Data records
....

//! Null cache provider
//!
//! Disables caching without touching the access layer: nothing is stored.

use async_trait::async_trait;
use cacheside_domain::error::Result;
use cacheside_domain::ports::providers::cache::{CacheEntryConfig, CacheProvider, CacheStats};
use std::sync::Arc;

/// Cache that stores nothing
///
/// Every read misses and every lock attempt succeeds, so each read goes
/// straight to the store.
///
/// # Example
///
/// ```rust
/// use cacheside_providers::cache::NullCacheProvider;
///
/// let provider = NullCacheProvider::new();
/// // Reads always miss
/// ```
#[derive(Debug, Clone)]
pub struct NullCacheProvider;

impl NullCacheProvider {
    /// Create the provider
    pub fn new() -> Self {
        Self
    }
}

impl Default for NullCacheProvider {
    fn default() -> Self {
        Self::new()
    }
}

#[async_trait]
impl CacheProvider for NullCacheProvider {
    async fn get_json(&self, _key: &str) -> Result<Option<String>> {
        Ok(None)
    }

    async fn set_json(&self, _key: &str, _value: &str, _config: CacheEntryConfig) -> Result<()> {
        Ok(())
    }

    async fn set_if_absent(
        &self,
        _key: &str,
        _value: &str,
        _config: CacheEntryConfig,
    ) -> Result<bool> {
        // Nothing is ever present
        Ok(true)
    }

    async fn delete(&self, _key: &str) -> Result<bool> {
        Ok(false)
    }

    async fn delete_if_equals(&self, _key: &str, _expected: &str) -> Result<bool> {
        Ok(false)
    }

    async fn exists(&self, _key: &str) -> Result<bool> {
        Ok(false)
    }

    async fn clear(&self) -> Result<()> {
        Ok(())
    }

    async fn stats(&self) -> Result<CacheStats> {
        Ok(CacheStats::new())
    }

    async fn size(&self) -> Result<usize> {
        Ok(0)
    }

    fn provider_name(&self) -> &str {
        "null"
    }
}

// ============================================================================
// Auto-registration via linkme
// ============================================================================

use cacheside_application::ports::registry::{
    CACHE_PROVIDERS, CacheProviderConfig, CacheProviderEntry,
};

#[linkme::distributed_slice(CACHE_PROVIDERS)]
static NULL_PROVIDER: CacheProviderEntry = CacheProviderEntry {
    name: "null",
    description: "No-op cache, every read goes to the store",
    factory: |_config: &CacheProviderConfig| Ok(Arc::new(NullCacheProvider::new())),
};
//! Application ports
//!
//! Port traits live in `cacheside-domain`; they are re-exported here next to
//! the registry that adapters plug into.

pub mod registry;

pub use cacheside_domain::ports::{infrastructure, providers, repositories};
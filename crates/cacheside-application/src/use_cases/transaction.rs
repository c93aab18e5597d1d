//! Transaction scope helper

use std::future::Future;

use cacheside_domain::error::Result;
use cacheside_domain::ports::repositories::TransactionManager;
use cacheside_domain::value_objects::TransactionContext;
use tracing::{debug, warn};

/// Run `work` inside a store transaction
///
/// Commits when `work` returns `Ok`, aborts when it returns `Err`. The work
/// error wins over an abort failure, which is only logged.
pub async fn run_in_transaction<T, F, Fut>(manager: &dyn TransactionManager, work: F) -> Result<T>
where
    F: FnOnce(TransactionContext) -> Fut,
    Fut: Future<Output = Result<T>>,
{
    let ctx = manager.begin().await?;
    let tx_id = ctx.id().to_string();
    debug!(tx = %tx_id, "Transaction started");

    match work(ctx.clone()).await {
        Ok(value) => {
            manager.commit(ctx).await?;
            debug!(tx = %tx_id, "Transaction committed");
            Ok(value)
        }
        Err(error) => {
            if let Err(abort_error) = manager.abort(ctx).await {
                warn!(tx = %tx_id, error = %abort_error, "Transaction abort failed");
            } else {
                debug!(tx = %tx_id, "Transaction aborted");
            }
            Err(error)
        }
    }
}
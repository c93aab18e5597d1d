//! MongoDB entity store
//!
//! Stores each entity as one document. The entity's `id` is kept in the
//! document's `_id` as an `ObjectId`; every other field is stored as
//! serialized. Partial updates use `$set` with the patch's present fields.
//!
//! The store also implements [`TransactionManager`] with client sessions.
//! A [`TransactionContext`] created here carries a [`MongoSession`] and is
//! only valid for this store.

use std::marker::PhantomData;
use std::sync::Arc;

use async_trait::async_trait;
use bson::{Bson, Document, doc, oid::ObjectId};
use cacheside_domain::entities::{Entity, FromCreate};
use cacheside_domain::error::{Error, Result};
use cacheside_domain::ports::repositories::{EntityRepository, TransactionManager};
use cacheside_domain::value_objects::{TransactionContext, validate_entity_id};
use mongodb::options::ReturnDocument;
use mongodb::{Client, ClientSession, Collection};
use serde::Serialize;
use tokio::sync::Mutex;
use tracing::{debug, info};
use uuid::Uuid;

use crate::constants::{MONGO_DUPLICATE_KEY_MARKER, MONGO_TIMEOUT_PARAMS};

/// Client session carried inside a [`TransactionContext`]
#[derive(Debug)]
pub struct MongoSession(Mutex<ClientSession>);

/// MongoDB-backed entity store
pub struct MongoEntityStore<E: Entity> {
    client: Client,
    collection: Collection<Document>,
    _entity: PhantomData<fn() -> E>,
}

impl<E: Entity> Clone for MongoEntityStore<E> {
    fn clone(&self) -> Self {
        Self {
            client: self.client.clone(),
            collection: self.collection.clone(),
            _entity: PhantomData,
        }
    }
}

impl<E: Entity> std::fmt::Debug for MongoEntityStore<E> {
    fn fmt(&self, f: &mut std::fmt::Formatter<'_>) -> std::fmt::Result {
        f.debug_struct("MongoEntityStore")
            .field("entity", &E::ENTITY_NAME)
            .field("collection", &self.collection.name())
            .finish()
    }
}

impl<E: Entity> MongoEntityStore<E> {
    /// Connect, verify the server answers a ping, and open the collection
    pub async fn connect(uri: &str, database: &str, collection: &str) -> Result<Self> {
        info!(database = database, collection = collection, "Connecting to MongoDB");

        // Fail fast on an unreachable server instead of hanging
        let separator = if uri.contains('?') { '&' } else { '?' };
        let timeout_uri = format!("{uri}{separator}{MONGO_TIMEOUT_PARAMS}");

        let client = Client::with_uri_str(&timeout_uri)
            .await
            .map_err(|e| Error::database_with_source("Failed to connect to MongoDB", e))?;

        client
            .database(database)
            .run_command(doc! { "ping": 1 })
            .await
            .map_err(|e| Error::database_with_source("MongoDB ping failed", e))?;

        info!(database = database, "Connected to MongoDB");
        Ok(Self::new(client, database, collection))
    }

    /// Wrap an existing client
    pub fn new(client: Client, database: &str, collection: &str) -> Self {
        let collection = client.database(database).collection::<Document>(collection);
        Self {
            client,
            collection,
            _entity: PhantomData,
        }
    }

    fn object_id(id: &str) -> Result<ObjectId> {
        validate_entity_id(id)?;
        ObjectId::parse_str(id)
            .map_err(|e| Error::invalid_argument(format!("Invalid ObjectId '{id}': {e}")))
    }

    fn to_document(entity: &E) -> Result<Document> {
        let mut document = bson::to_document(entity)
            .map_err(|e| Error::database_with_source("Failed to encode document", e))?;
        document.remove("id");
        document.insert("_id", Self::object_id(entity.id())?);
        Ok(document)
    }

    fn from_document(mut document: Document) -> Result<E> {
        if let Some(Bson::ObjectId(oid)) = document.remove("_id") {
            document.insert("id", oid.to_hex());
        }
        bson::from_document(document)
            .map_err(|e| Error::database_with_source("Failed to decode document", e))
    }

    fn session(tx: Option<&TransactionContext>) -> Result<Option<&MongoSession>> {
        tx.map(|ctx| {
            ctx.handle::<MongoSession>().ok_or_else(|| {
                Error::invalid_argument(format!(
                    "transaction {} was not started by the MongoDB store",
                    ctx.id()
                ))
            })
        })
        .transpose()
    }
}

/// Map a write failure, turning duplicate keys into `Conflict`
fn write_error(operation: &str, error: mongodb::error::Error) -> Error {
    if error.to_string().contains(MONGO_DUPLICATE_KEY_MARKER) {
        return Error::conflict(format!("{operation}: duplicate key"));
    }
    Error::database_with_source(format!("{operation} failed"), error)
}

#[async_trait]
impl<E, C, U> EntityRepository<E, C, U> for MongoEntityStore<E>
where
    E: FromCreate<C>,
    C: Send + 'static,
    U: Serialize + Send + Sync + 'static,
{
    async fn create(&self, dto: C, tx: Option<&TransactionContext>) -> Result<E> {
        let entity = E::from_create(ObjectId::new().to_hex(), dto);
        let document = Self::to_document(&entity)?;

        let result = match Self::session(tx)? {
            Some(session) => {
                let mut guard = session.0.lock().await;
                self.collection.insert_one(document).session(&mut *guard).await
            }
            None => self.collection.insert_one(document).await,
        };
        result.map_err(|e| write_error("insert", e))?;

        debug!(entity = E::ENTITY_NAME, id = entity.id(), "Document inserted");
        Ok(entity)
    }

    async fn find_by_id(&self, id: &str, tx: Option<&TransactionContext>) -> Result<Option<E>> {
        let filter = doc! { "_id": Self::object_id(id)? };

        let found = match Self::session(tx)? {
            Some(session) => {
                let mut guard = session.0.lock().await;
                self.collection.find_one(filter).session(&mut *guard).await
            }
            None => self.collection.find_one(filter).await,
        }
        .map_err(|e| Error::database_with_source(format!("find {id} failed"), e))?;

        found.map(Self::from_document).transpose()
    }

    async fn update(
        &self,
        id: &str,
        patch: U,
        tx: Option<&TransactionContext>,
    ) -> Result<Option<E>> {
        let oid = Self::object_id(id)?;
        let fields = bson::to_document(&patch)
            .map_err(|e| Error::database_with_source("Failed to encode update", e))?;
        if fields.is_empty() {
            return <Self as EntityRepository<E, C, U>>::find_by_id(self, id, tx).await;
        }

        let filter = doc! { "_id": oid };
        let update = doc! { "$set": fields };

        let updated = match Self::session(tx)? {
            Some(session) => {
                let mut guard = session.0.lock().await;
                self.collection
                    .find_one_and_update(filter, update)
                    .return_document(ReturnDocument::After)
                    .session(&mut *guard)
                    .await
            }
            None => {
                self.collection
                    .find_one_and_update(filter, update)
                    .return_document(ReturnDocument::After)
                    .await
            }
        }
        .map_err(|e| write_error("update", e))?;

        updated.map(Self::from_document).transpose()
    }
}

#[async_trait]
impl<E: Entity> TransactionManager for MongoEntityStore<E> {
    async fn begin(&self) -> Result<TransactionContext> {
        let mut session = self
            .client
            .start_session()
            .await
            .map_err(|e| Error::database_with_source("Failed to start session", e))?;
        session
            .start_transaction()
            .await
            .map_err(|e| Error::database_with_source("Failed to start transaction", e))?;

        Ok(TransactionContext::new(
            Uuid::new_v4().to_string(),
            MongoSession(Mutex::new(session)),
        ))
    }

    async fn commit(&self, ctx: TransactionContext) -> Result<()> {
        let session = Self::session(Some(&ctx))?
            .ok_or_else(|| Error::internal("missing session"))?;
        session
            .0
            .lock()
            .await
            .commit_transaction()
            .await
            .map_err(|e| write_error("commit", e))
    }

    async fn abort(&self, ctx: TransactionContext) -> Result<()> {
        let session = Self::session(Some(&ctx))?
            .ok_or_else(|| Error::internal("missing session"))?;
        session
            .0
            .lock()
            .await
            .abort_transaction()
            .await
            .map_err(|e| Error::database_with_source("Failed to abort transaction", e))
    }
}

// ============================================================================
// Auto-registration via linkme
// ============================================================================

use crate::constants::MONGO_DEFAULT_DATABASE;
use cacheside_application::ports::registry::{
    STORE_PROVIDERS, StoreHandle, StoreProviderConfig, StoreProviderEntry,
};
use cacheside_domain::User;
use futures::FutureExt;
use futures::future::BoxFuture;

fn mongo_store_factory(
    config: StoreProviderConfig,
) -> BoxFuture<'static, std::result::Result<StoreHandle, String>> {
    async move {
        let uri = config
            .uri
            .ok_or_else(|| "mongo store requires a connection uri".to_string())?;
        let database = config
            .database
            .unwrap_or_else(|| MONGO_DEFAULT_DATABASE.to_string());
        let collection = config
            .collection
            .unwrap_or_else(|| format!("{}s", User::ENTITY_NAME));

        let store = MongoEntityStore::<User>::connect(&uri, &database, &collection)
            .await
            .map_err(|e| format!("Failed to create MongoDB store: {e}"))?;
        let store = Arc::new(store);

        Ok::<_, String>(StoreHandle {
            repository: store.clone(),
            transactions: Some(store),
        })
    }
    .boxed()
}

#[linkme::distributed_slice(STORE_PROVIDERS)]
static MONGO_STORE: StoreProviderEntry = StoreProviderEntry {
    name: "mongo",
    description: "MongoDB store with session transactions",
    factory: mongo_store_factory,
};
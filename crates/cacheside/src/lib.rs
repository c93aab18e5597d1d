//! # Cacheside
//!
//! Cache-aside access to stored entities: reads are served from a shared
//! cache and loaded under a per-entity stampede lock on a miss, writes
//! invalidate the cached snapshot.
//!
//! ## Example
//!
//! ```ignore
//! use cacheside::infrastructure::{AppConfig, ServiceBootstrap};
//!
//! let services = ServiceBootstrap::new(AppConfig::default()).build().await?;
//! let user = services.users.find_one("65a1f0c2e4b0a1b2c3d4e5f6").await?;
//! ```
//!
//! ## Architecture
//!
//! - `domain` - entities, errors and port traits
//! - `application` - the access service, lock, backoff and provider registries
//! - `infrastructure` - configuration, logging and bootstrap
//! - `cli` - the `cacheside` command line

/// Domain layer - core types and ports
///
/// Re-exports from the domain crate for convenience
pub mod domain {
    pub use cacheside_domain::*;
}

/// Application layer - use cases
///
/// Re-exports from the application crate for convenience
pub mod application {
    pub use cacheside_application::*;
}

/// Infrastructure layer - config, logging and bootstrap
///
/// Re-exports from the infrastructure crate for convenience
pub mod infrastructure {
    pub use cacheside_infrastructure::*;
}

pub mod cli;

// Re-export commonly used domain types at the crate root
pub use domain::*;

pub use application::{AccessPolicy, EntityAccessService, RetryPolicy};
pub use infrastructure::{CachesideServices, ServiceBootstrap};
//! Cacheside - Entry Point
//!
//! Binary entry point for the `cacheside` command line. Lives in the
//! facade crate next to the library so the providers are linked once.

// Force-link cacheside-providers so linkme registrations are included
extern crate cacheside_providers;

use std::process::ExitCode;

use cacheside::cli::{Cli, error_report, run};
use clap::Parser;

#[tokio::main]
async fn main() -> ExitCode {
    let cli = Cli::parse();
    match run(cli).await {
        Ok(output) => {
            println!("{output:#}");
            ExitCode::SUCCESS
        }
        Err(error) => {
            eprintln!("{:#}", error_report(&error));
            ExitCode::FAILURE
        }
    }
}
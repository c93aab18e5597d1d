//! Error context extension tests

use std::io;

use cacheside_domain::error::Error;
use cacheside_infrastructure::error_ext::ErrorContext;

fn io_failure() -> Result<(), io::Error> {
    Err(io::Error::new(io::ErrorKind::NotFound, "no such file"))
}

#[test]
fn test_context_wraps_as_infrastructure() {
    let err = io_failure().context("Failed to read file").unwrap_err();

    assert!(matches!(err, Error::Infrastructure { .. }));
    let message = err.to_string();
    assert!(message.contains("Failed to read file"));
    assert!(message.contains("no such file"));
}

#[test]
fn test_config_context_wraps_as_configuration() {
    let err = io_failure().config_context("bad config").unwrap_err();

    assert!(matches!(err, Error::Configuration { .. }));
    assert!(std::error::Error::source(&err).is_some());
}
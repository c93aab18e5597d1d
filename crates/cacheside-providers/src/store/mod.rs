//! Persistent Store Implementations
//!
//! | Provider | Identifiers | Transactions |
//! |----------|-------------|--------------|
//! | [`InMemoryEntityStore`] | minted 24-hex | ignored |
//! | [`MongoEntityStore`] | `ObjectId` hex | client sessions |

#[cfg(feature = "store-memory")]
pub mod memory;
#[cfg(feature = "store-mongo")]
pub mod mongo;

#[cfg(feature = "store-memory")]
pub use memory::InMemoryEntityStore;
#[cfg(feature = "store-mongo")]
pub use mongo::{MongoEntityStore, MongoSession};
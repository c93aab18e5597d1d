//! Stampede lock configuration types

use std::time::Duration;

use cacheside_application::RetryPolicy;
use cacheside_application::retry::{
    DEFAULT_BASE_DELAY, DEFAULT_JITTER, DEFAULT_MAX_ATTEMPTS, DEFAULT_MAX_DELAY, DEFAULT_MAX_WAIT,
    DEFAULT_MULTIPLIER,
};
use cacheside_domain::constants::DEFAULT_LOCK_TTL_SECS;
use serde::{Deserialize, Serialize};

/// Lock and backoff configuration
#[derive(Debug, Clone, PartialEq, Serialize, Deserialize)]
#[serde(default)]
pub struct LockConfig {
    /// Lifetime of a stampede lock in seconds
    pub ttl_secs: u64,

    /// Maximum lock attempts per read
    pub max_attempts: u32,

    /// Delay after the first lost attempt
    pub base_delay_ms: u64,

    /// Cap on a single delay
    pub max_delay_ms: u64,

    /// Growth factor between delays
    pub multiplier: f64,

    /// Upper bound of the random jitter
    pub jitter_ms: u64,

    /// Total time a read may wait on a held lock
    pub max_wait_ms: u64,
}

impl Default for LockConfig {
    fn default() -> Self {
        Self {
            ttl_secs: DEFAULT_LOCK_TTL_SECS,
            max_attempts: DEFAULT_MAX_ATTEMPTS,
            base_delay_ms: millis(DEFAULT_BASE_DELAY),
            max_delay_ms: millis(DEFAULT_MAX_DELAY),
            multiplier: DEFAULT_MULTIPLIER,
            jitter_ms: millis(DEFAULT_JITTER),
            max_wait_ms: millis(DEFAULT_MAX_WAIT),
        }
    }
}

impl LockConfig {
    /// Lock lifetime
    pub fn ttl(&self) -> Duration {
        Duration::from_secs(self.ttl_secs)
    }

    /// Backoff schedule for callers that find the lock held
    pub fn retry_policy(&self) -> RetryPolicy {
        RetryPolicy {
            max_attempts: self.max_attempts,
            base_delay: Duration::from_millis(self.base_delay_ms),
            max_delay: Duration::from_millis(self.max_delay_ms),
            multiplier: self.multiplier,
            jitter: Duration::from_millis(self.jitter_ms),
            max_wait: Duration::from_millis(self.max_wait_ms),
        }
    }
}

fn millis(duration: Duration) -> u64 {
    u64::try_from(duration.as_millis()).unwrap_or(u64::MAX)
}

....

Only the number is wanted here. How many lines in the entries contain "ExitCode"?

4